*WHAT NEEDS TO BE DONE:*
Would you please transcribe, exactly as written, the lines of the entries below starting at the one that holds "drone.send_to(&[3; 10], target).await.unwrap();" and ending at the one that holds "assert_eq!(first.data.len(), MAX_CHUNK_SIZE +", both included?

Collected data entries

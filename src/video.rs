use std::fmt;
use std::net::SocketAddr;

use bytebuffer::ByteBuffer;
use tokio::net::UdpSocket;
use tokio::sync::mpsc;
use tokio::{spawn, task};
use tracing::{debug, info, warn};

use crate::errors::Result;

pub const VIDEO_WIDTH: u32 = 960;
pub const VIDEO_HEIGHT: u32 = 720;

pub const MAX_CHUNK_SIZE: usize = 1460;

// room to notice a datagram longer than a chunk should be
const RECEIVE_BUFFER_SIZE: usize = 2048;

pub type TelloVideoSender = mpsc::UnboundedSender<TelloVideoFrame>;
pub type TelloVideoReceiver = mpsc::UnboundedReceiver<TelloVideoFrame>;

pub fn make_tello_video_channel() -> (TelloVideoSender, TelloVideoReceiver) {
    mpsc::unbounded_channel()
}

/// Where each reassembled frame goes.
pub type VideoSink = Box<dyn FnMut(TelloVideoFrame) + Send>;

/// A frame of h264-encoded video from the drone.
#[derive(Debug, Clone, PartialEq)]
pub struct TelloVideoFrame {
    pub data: Vec<u8>,
}

/// Joins video chunks back into frames.
///
/// The stream has no headers: a full-size chunk means more of the same frame
/// follows, anything else ends it. A frame whose length is an exact multiple
/// of `MAX_CHUNK_SIZE` therefore isn't seen as complete until the next
/// frame's first short chunk arrives, and the two come out joined. Lost or
/// reordered chunks corrupt frames the same way, undetected.
pub struct FrameAssembler {
    buf: ByteBuffer,
}

impl fmt::Debug for FrameAssembler {
    fn fmt(&self, f: &mut fmt::Formatter<'_>) -> fmt::Result {
        f.debug_struct("FrameAssembler").field("pending", &self.pending()).finish()
    }
}

impl Default for FrameAssembler {
    fn default() -> Self {
        Self { buf: ByteBuffer::new() }
    }
}

impl FrameAssembler {
    pub fn new() -> Self {
        Self::default()
    }

    /// Adds a chunk, returning the frame it completes, if any.
    pub fn push(&mut self, chunk: &[u8]) -> Option<TelloVideoFrame> {
        if chunk.is_empty() && self.pending() == 0 {
            return None;
        }

        self.buf.write_bytes(chunk);

        if chunk.len() == MAX_CHUNK_SIZE {
            return None;
        }

        let buf = std::mem::replace(&mut self.buf, ByteBuffer::new());
        Some(TelloVideoFrame { data: buf.into_vec() })
    }

    /// Bytes collected towards the current frame.
    pub fn pending(&self) -> usize {
        self.buf.len()
    }
}

/// Receives the drone's video chunks and hands each reassembled frame to a
/// sink.
#[derive(Debug)]
pub struct VideoListener {
    task: task::JoinHandle<()>,
    local_addr: SocketAddr,
}

impl VideoListener {
    pub async fn start_listening(port: u16, mut sink: VideoSink) -> Result<Self> {
        let local_address = format!("0.0.0.0:{port}");
        info!("START LISTENING at {local_address}");

        let sock = UdpSocket::bind(&local_address).await?;
        let local_addr = sock.local_addr()?;

        let task = spawn(async move {
            let mut assembler = FrameAssembler::new();
            let mut chunk = vec![0; RECEIVE_BUFFER_SIZE];
            loop {
                let n = match sock.recv(&mut chunk).await {
                    Ok(n) => n,
                    Err(err) => {
                        warn!("receive failed: {err}");
                        continue;
                    }
                };

                if n > MAX_CHUNK_SIZE {
                    debug!("oversized video chunk ({n} bytes)");
                }

                if let Some(frame) = assembler.push(&chunk[..n]) {
                    sink(frame);
                }
            }
        });

        Ok(Self { task, local_addr })
    }

    pub fn local_addr(&self) -> SocketAddr {
        self.local_addr
    }

    pub async fn stop_listening(mut self) {
        info!("STOP LISTENING at {}", self.local_addr);
        self.task.abort();
        let _ = (&mut self.task).await;
    }
}

impl Drop for VideoListener {
    fn drop(&mut self) {
        self.task.abort();
    }
}

#[cfg(test)]
mod tests {
    use super::*;
    use std::time::Duration;
    use tokio::time::timeout;

    #[test]
    fn short_chunk_completes_frame() {
        let mut assembler = FrameAssembler::new();

        assert!(assembler.push(&[1; MAX_CHUNK_SIZE]).is_none());
        assert!(assembler.push(&[2; MAX_CHUNK_SIZE]).is_none());
        let frame = assembler.push(&[3; 732]).unwrap();

        assert_eq!(frame.data.len(), 3652);
        assert_eq!(frame.data[0], 1);
        assert_eq!(frame.data[MAX_CHUNK_SIZE], 2);
        assert_eq!(frame.data[3651], 3);
        assert_eq!(assembler.pending(), 0);
    }

    #[test]
    fn full_size_chunks_wait_for_a_short_one() {
        let mut assembler = FrameAssembler::new();

        for _ in 0..3 {
            assert!(assembler.push(&[0; MAX_CHUNK_SIZE]).is_none());
        }
        assert_eq!(assembler.pending(), 3 * MAX_CHUNK_SIZE);

        // the next frame's short chunk closes both
        let frame = assembler.push(&[9; 100]).unwrap();
        assert_eq!(frame.data.len(), 3 * MAX_CHUNK_SIZE + 100);
    }

    #[test]
    fn single_small_chunk_is_a_frame() {
        let mut assembler = FrameAssembler::new();
        assert_eq!(assembler.push(b"tiny").unwrap().data, b"tiny");
    }

    #[test]
    fn empty_chunk() {
        let mut assembler = FrameAssembler::new();
        assert!(assembler.push(&[]).is_none());

        assembler.push(&[5; MAX_CHUNK_SIZE]);
        let frame = assembler.push(&[]).unwrap();
        assert_eq!(frame.data.len(), MAX_CHUNK_SIZE);
    }

    #[tokio::test]
    async fn listener_reassembles_datagrams() {
        let (tx, mut rx) = make_tello_video_channel();
        let listener = VideoListener::start_listening(0, Box::new(move |frame| {
            let _ = tx.send(frame);
        }))
        .await
        .unwrap();

        let target = SocketAddr::from(([127, 0, 0, 1], listener.local_addr().port()));
        let drone = UdpSocket::bind("127.0.0.1:0").await.unwrap();

        drone.send_to(&[1; MAX_CHUNK_SIZE], target).await.unwrap();
        drone.send_to(&[2; 40], target).await.unwrap();
        drone.send_to(&[3; 10], target).await.unwrap();

        let first = timeout(Duration::from_secs(2), rx.recv()).await.unwrap().unwrap();
        assert_eq!(first.data.len(), MAX_CHUNK_SIZE + 40);

        let second = timeout(Duration::from_secs(2), rx.recv()).await.unwrap().unwrap();
        assert_eq!(second.data, vec![3; 10]);

        listener.stop_listening().await;
    }
}
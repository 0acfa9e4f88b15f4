extern crate tello_link;

use tello_link::{TelloOptions, Tello, Result};

#[tokio::main]
async fn main() {
    tracing_subscriber::fmt()
        .with_env_filter(tracing_subscriber::EnvFilter::from_default_env())
        .init();

    fly().await.unwrap();
}

async fn fly() -> Result<()> {
    let drone = Tello::new()
        .wait_for_wifi().await?;

    let mut options = TelloOptions::default();
    let mut state_rx = options.with_state();

    tokio::spawn(async move {
        while let Some(state) = state_rx.recv().await {
            println!("STATE {state:#?}");
        }
    });

    let drone = drone.connect_with(options).await?;

    // await-next form: only broadcasts arriving from here on
    let mut states = drone.state_stream();
    if let Some(state) = states.next().await {
        println!("battery {:?}%, height {:?}cm", state.battery, state.height);
    }

    drone.take_off().await?;
    drone.turn_clockwise(360).await?;
    drone.land().await?;

    drone.disconnect().await;

    Ok(())
}
impl Link {
    fn state(&self) -> ConnectionState {
        *self.state.borrow()
    }

    fn is_connected(&self) -> bool {
        self.state() != ConnectionState::Disconnected
    }

    fn is_flying(&self) -> bool {
        self.state() == ConnectionState::Flying
    }

    async fn request(&self, command: &Command) -> Result<String> {
        if !self.is_connected() {
            return Err(TelloError::NotConnected);
        }

        debug!("SEND {}", command.text());
        let (reply, rx) = oneshot::channel();
        self.outbound
            .send(Outbound::Request { text: command.text().to_string(), reply })
            .map_err(|_| TelloError::NotConnected)?;

        match timeout(command.timeout(), rx).await {
            Ok(Ok(reply)) => {
                if let Ok(response) = &reply {
                    debug!("RECEIVED {response} for {}", command.text());
                }
                reply
            }
            Ok(Err(_)) => Err(TelloError::Cancelled { command: command.text().to_string() }),
            Err(_) => Err(TelloError::Timeout { command: command.text().to_string(), after: command.timeout() }),
        }
    }

    async fn handle_failure(&self, err: &TelloError) {
        if !err.triggers_abort() {
            return;
        }

        let action = match &self.interceptor {
            Some(interceptor) => interceptor(err),
            None => ErrorAction::Abort,
        };

        match action {
            ErrorAction::Abort => {
                warn!("{err}, aborting");
                self.abort().await;
            }
            ErrorAction::Continue => debug!("{err}, continuing"),
        }
    }

    async fn abort(&self) {
        if self.aborted.swap(true, Ordering::SeqCst) {
            debug!("already aborted");
            return;
        }

        warn!("ABORT");

        if self.is_flying() {
            // replies to timed out commands must not be taken for the land ack
            let _ = self.outbound.send(Outbound::DropExpired);

            let land = Command::new(TelloCommand::Land.to_string(), self.land_timeout);
            match self.request(&land).await {
                Ok(response) if response == "ok" => info!("landed"),
                Ok(response) => warn!("land refused during abort: {response}"),
                Err(err) => warn!("land failed during abort: {err}"),
            }
        }

        self.close();
    }

    fn close(&self) {
        if self.state.send_replace(ConnectionState::Disconnected) != ConnectionState::Disconnected {
            info!("CLOSE {}", self.local_addr);
        }
        let _ = self.outbound.send(Outbound::Close);
    }
}

/// Passes failures noticed by the socket task, rather than by a waiting
/// command, to the interceptor or the abort sequence. Ends with the channel.
async fn handle_faults(link: Weak<Link>, mut faults: mpsc::UnboundedReceiver<TelloError>) {
    while let Some(err) = faults.recv().await {
        match link.upgrade() {
            Some(link) => link.handle_failure(&err).await,
            None => break,
        }
    }
}

async fn run_socket(
    sock: UdpSocket,
    mut requests: mpsc::UnboundedReceiver<Outbound>,
    faults: mpsc::UnboundedSender<TelloError>,
    echo_check: bool,
) {
    let mut queue: ResponseQueue<ReplyPromise> = ResponseQueue::new(echo_check);
    let mut buf = vec![0; RESPONSE_BUFFER_SIZE];

    loop {
        tokio::select! {
            message = requests.recv() => match message {
                Some(Outbound::Request { text, reply }) => match sock.send(text.as_bytes()).await {
                    Ok(_) => queue.push(text, reply),
                    Err(err) => {
                        let _ = reply.send(Err(err.into()));
                    }
                },
                Some(Outbound::Notify { text, sent }) => {
                    let result = sock.send(text.as_bytes()).await.map(|_| ()).map_err(TelloError::from);
                    let _ = sent.send(result);
                }
                Some(Outbound::DropExpired) => {
                    let dropped = queue.retain(|reply| !reply.is_closed());
                    if dropped > 0 {
                        debug!("dropped {dropped} timed out command(s), {} still pending", queue.len());
                    }
                }
                Some(Outbound::Close) | None => break,
            },
            received = sock.recv(&mut buf) => match received {
                Ok(n) => match queue.dispatch(&buf[..n]) {
                    Dispatch::Resolved { slot, reply } => {
                        if slot.promise.send(reply).is_err() {
                            debug!("late reply to \"{}\" discarded", slot.command);
                        }
                    }
                    Dispatch::Unmatched { text } => {
                        warn!("reply \"{text}\" arrived with no command waiting");
                        let _ = faults.send(TelloError::ProtocolError {
                            msg: format!("unexpected reply \"{text}\", out of step with the drone"),
                        });
                    }
                },
                Err(err) => warn!("receive failed: {err}"),
            }
        }
    }

    // dropping the promises cancels whoever is still waiting
    let cancelled = queue.drain().count();
    debug!("socket closed, {cancelled} pending command(s) cancelled");
}
use std::time::Duration;

use tokio::process::Command;
use tokio::time::sleep;
use tracing::{debug, warn};

use crate::errors::{Result, TelloError};

//////////////////////////////////////////////////////////////////////////////
// macOS

#[cfg(target_os = "macos")]
async fn list_wifi_devices() -> Result<Vec<String>> {
    let output = run_command("networksetup", &["-listallhardwareports"]).await?;
    Ok(parse_wifi_devices(&output))
}

/// Picks the device names out of `networksetup -listallhardwareports`.
#[cfg_attr(not(target_os = "macos"), allow(dead_code))]
fn parse_wifi_devices(output: &str) -> Vec<String> {
    let mut found_wifi = false;
    let mut devices: Vec<String> = vec![];
    for l in output.lines() {
        if !found_wifi {
            // looking for something like "Hardware Port: Wi-Fi"...
            found_wifi = l.contains("Wi-Fi");
        } else {
            // ...then next line should be like "Device: en1"
            found_wifi = false;
            devices.push(l.trim().trim_start_matches("Device: ").to_string());
        }
    }
    devices
}

#[cfg(target_os = "macos")]
pub async fn is_connected_to(ssid_prefix: &str) -> Result<bool> {
    let waiting_for = format!("Current Wi-Fi Network: {ssid_prefix}");
    for device in list_wifi_devices().await? {
        let s = run_command("networksetup", &["-getairportnetwork", &device]).await?;
        if s.starts_with(&waiting_for) {
            return Ok(true);
        }
    }
    Ok(false)
}

//////////////////////////////////////////////////////////////////////////////
// linux

#[cfg(target_os = "linux")]
pub async fn is_connected_to(ssid_prefix: &str) -> Result<bool> {
    let s = run_command("iwgetid", &["-r"]).await?;
    Ok(s.starts_with(ssid_prefix))
}

//////////////////////////////////////////////////////////////////////////////
// anything else

#[cfg(not(any(target_os = "macos", target_os = "linux")))]
pub async fn is_connected_to(_ssid_prefix: &str) -> Result<bool> {
    warn!("WiFi check has not been implemented for this OS, assuming joined already and continuing");
    Ok(true)
}

//////////////////////////////////////////////////////////////////////////////

/// Polls until the machine is on a network whose SSID starts with
/// `ssid_prefix`, or gives up with `WiFiNotConnected` after `attempts` tries
/// when a limit is given.
pub async fn wait_for_wifi(ssid_prefix: &str, poll_interval: Duration, attempts: Option<u32>) -> Result<()> {
    let mut tries = 0;
    loop {
        tries += 1;
        match is_connected_to(ssid_prefix).await {
            Ok(true) => return Ok(()),
            Ok(false) => debug!("not on {ssid_prefix}* yet (try #{tries})"),
            Err(err) => warn!("WiFi check failed: {err}"),
        }

        if attempts.is_some_and(|limit| tries >= limit) {
            return Err(TelloError::WiFiNotConnected);
        }
        sleep(poll_interval).await;
    }
}

#[cfg_attr(not(any(target_os = "macos", target_os = "linux")), allow(dead_code))]
async fn run_command(cmd: &str, args: &[&str]) -> Result<String> {
    let raw_output = Command::new(cmd)
        .args(args)
        .output()
        .await
        .map_err(|e| TelloError::Generic { msg: format!("failed to run {cmd} - {e}") })?;

    String::from_utf8(raw_output.stdout)
        .map_err(|e| TelloError::Generic { msg: format!("failed to decode {cmd} output - {e:?}") })
}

*SOLUTION:*
        drone.send_to(&[3; 10], target).await.unwrap();

        let first = timeout(Duration::from_secs(2), rx.recv()).await.unwrap().unwrap();
        assert_eq!(first.data.len(), MAX_CHUNK_SIZE + 40);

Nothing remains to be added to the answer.